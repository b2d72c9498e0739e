use serde::{Deserialize, Serialize};
use strum::Display;

#[derive(Debug, Clone, Copy, PartialEq, Eq, Serialize, Display, Deserialize)]
pub enum GameAction {
    Jump,
    Restart,
    /// Emitted by the tick timer; carries the timer generation that produced it.
    Tick(u64),
}
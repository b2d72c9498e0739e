use strum::Display;

use crate::config::GameConfig;

#[derive(Debug, Clone, Copy, PartialEq, Eq, Display)]
pub enum GameOverCause {
    GroundImpact,
    HealthDepleted,
}

#[derive(Debug, Clone, Copy, PartialEq, Eq, Display)]
pub enum Status {
    /// Waiting for the start event.
    Ready,
    Playing,
    GameOver(GameOverCause),
}

#[derive(Debug, Clone, Copy, PartialEq, Eq, Display)]
pub enum HealthLevel {
    Healthy,
    Warning,
    Critical,
}

/// Score counter and health with its once-per-episode decay latch.
#[derive(Debug, Clone)]
pub struct GameState {
    score: u32,
    health: u8,
    collided: bool,
    health_latched: bool,
    status: Status,
    full_health: u8,
    warning_health: u8,
    ground_line: f64,
}

impl GameState {
    pub fn new(config: &GameConfig) -> Self {
        GameState {
            score: 0,
            health: config.starting_health,
            collided: false,
            health_latched: false,
            status: Status::Ready,
            full_health: config.starting_health,
            warning_health: config.health_warning,
            ground_line: config.ground_line,
        }
    }

    pub fn score(&self) -> u32 {
        self.score
    }

    pub fn health(&self) -> u8 {
        self.health
    }

    pub fn full_health(&self) -> u8 {
        self.full_health
    }

    pub fn status(&self) -> Status {
        self.status
    }

    pub fn is_playing(&self) -> bool {
        self.status == Status::Playing
    }

    pub fn collided(&self) -> bool {
        self.collided
    }

    pub fn health_latched(&self) -> bool {
        self.health_latched
    }

    pub fn health_level(&self) -> HealthLevel {
        if self.health >= self.full_health {
            HealthLevel::Healthy
        } else if self.health == self.warning_health {
            HealthLevel::Warning
        } else {
            HealthLevel::Critical
        }
    }

    pub fn start(&mut self) -> bool {
        if self.status != Status::Ready {
            return false;
        }
        self.status = Status::Playing;
        true
    }

    /// Back to a fresh game. Only valid once the previous one is over.
    pub fn restart(&mut self) -> bool {
        if !matches!(self.status, Status::GameOver(_)) {
            return false;
        }
        self.score = 0;
        self.health = self.full_health;
        self.collided = false;
        self.health_latched = false;
        self.status = Status::Playing;
        true
    }

    /// A ground tile was recycled. Returns the new score while playing.
    pub fn record_ground_recycle(&mut self) -> Option<u32> {
        if !self.is_playing() {
            return None;
        }
        self.score += 1;
        Some(self.score)
    }

    /// Feeds this tick's collision flag into the decay latch. Returns the new health when it
    /// dropped; at most once per run of colliding ticks.
    pub fn resolve_collision(&mut self, collided: bool) -> Option<u8> {
        self.collided = collided;
        if !collided {
            self.health_latched = false;
            return None;
        }
        if self.health_latched || self.health == 0 {
            return None;
        }
        self.health = self.health.saturating_sub(1);
        self.health_latched = true;
        Some(self.health)
    }

    /// Moves to `GameOver` when health is gone or the bird dropped below the ground line.
    pub fn check_terminal(&mut self, bird_vertical: f64) -> Option<GameOverCause> {
        if !self.is_playing() {
            return None;
        }
        let cause = if self.health == 0 {
            GameOverCause::HealthDepleted
        } else if bird_vertical < self.ground_line {
            GameOverCause::GroundImpact
        } else {
            return None;
        };
        self.status = Status::GameOver(cause);
        Some(cause)
    }
}

#[cfg(test)]
mod tests {
    use pretty_assertions::assert_eq;

    use super::*;

    fn playing() -> GameState {
        let mut state = GameState::new(&GameConfig::default());
        assert!(state.start());
        state
    }

    #[test]
    fn test_initial_values() {
        let state = GameState::new(&GameConfig::default());
        assert_eq!(state.score(), 0);
        assert_eq!(state.health(), 3);
        assert_eq!(state.status(), Status::Ready);
        assert_eq!(state.health_level(), HealthLevel::Healthy);
    }

    #[test]
    fn test_one_decay_per_episode() {
        let mut state = playing();
        let decays: Vec<Option<u8>> = (0..5).map(|_| state.resolve_collision(true)).collect();
        assert_eq!(decays, vec![Some(2), None, None, None, None]);
        assert_eq!(state.health(), 2);
        assert!(state.health_latched());
    }

    #[test]
    fn test_clear_tick_rearms_latch() {
        let mut state = playing();
        assert_eq!(state.resolve_collision(true), Some(2));
        assert_eq!(state.resolve_collision(false), None);
        assert!(!state.health_latched());
        assert_eq!(state.resolve_collision(true), Some(1));
    }

    #[test]
    fn test_health_never_below_zero() {
        let mut state = playing();
        for _ in 0..10 {
            state.resolve_collision(true);
            state.resolve_collision(false);
        }
        assert_eq!(state.health(), 0);
    }

    #[test]
    fn test_health_levels() {
        let mut state = playing();
        state.resolve_collision(true);
        assert_eq!(state.health_level(), HealthLevel::Warning);
        state.resolve_collision(false);
        state.resolve_collision(true);
        assert_eq!(state.health_level(), HealthLevel::Critical);
        state.resolve_collision(false);
        state.resolve_collision(true);
        assert_eq!(state.health_level(), HealthLevel::Critical);
    }

    #[test]
    fn test_score_only_while_playing() {
        let mut state = GameState::new(&GameConfig::default());
        assert_eq!(state.record_ground_recycle(), None);
        state.start();
        assert_eq!(state.record_ground_recycle(), Some(1));
        assert_eq!(state.record_ground_recycle(), Some(2));
        state.check_terminal(0.0);
        assert_eq!(state.record_ground_recycle(), None);
        assert_eq!(state.score(), 2);
    }

    #[test]
    fn test_ground_impact_ends_game_at_full_health() {
        let mut state = playing();
        assert_eq!(state.check_terminal(16.6), None);
        assert_eq!(state.check_terminal(16.59), Some(GameOverCause::GroundImpact));
        assert_eq!(state.status(), Status::GameOver(GameOverCause::GroundImpact));
        assert_eq!(state.health(), 3);
    }

    #[test]
    fn test_depleted_health_ends_game() {
        let mut state = playing();
        for _ in 0..3 {
            state.resolve_collision(true);
            state.resolve_collision(false);
        }
        assert_eq!(state.check_terminal(50.0), Some(GameOverCause::HealthDepleted));
        // Already over: no second transition.
        assert_eq!(state.check_terminal(0.0), None);
    }

    #[test]
    fn test_restart_only_after_game_over() {
        let mut state = playing();
        assert!(!state.restart());
        assert!(!state.start());

        state.record_ground_recycle();
        state.resolve_collision(true);
        state.check_terminal(0.0);
        assert!(state.restart());
        assert_eq!(state.score(), 0);
        assert_eq!(state.health(), 3);
        assert!(!state.health_latched());
        assert_eq!(state.status(), Status::Playing);
    }
}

● ● ●

◆ **Prompt**:
Which lines in the records above hold the string "Option"? Copy each of them.

◆ **Result**:
    pub fn record_ground_recycle(&mut self) -> Option<u32> {
    pub fn resolve_collision(&mut self, collided: bool) -> Option<u8> {
    pub fn check_terminal(&mut self, bird_vertical: f64) -> Option<GameOverCause> {
        let decays: Vec<Option<u8>> = (0..5).map(|_| state.resolve_collision(true)).collect();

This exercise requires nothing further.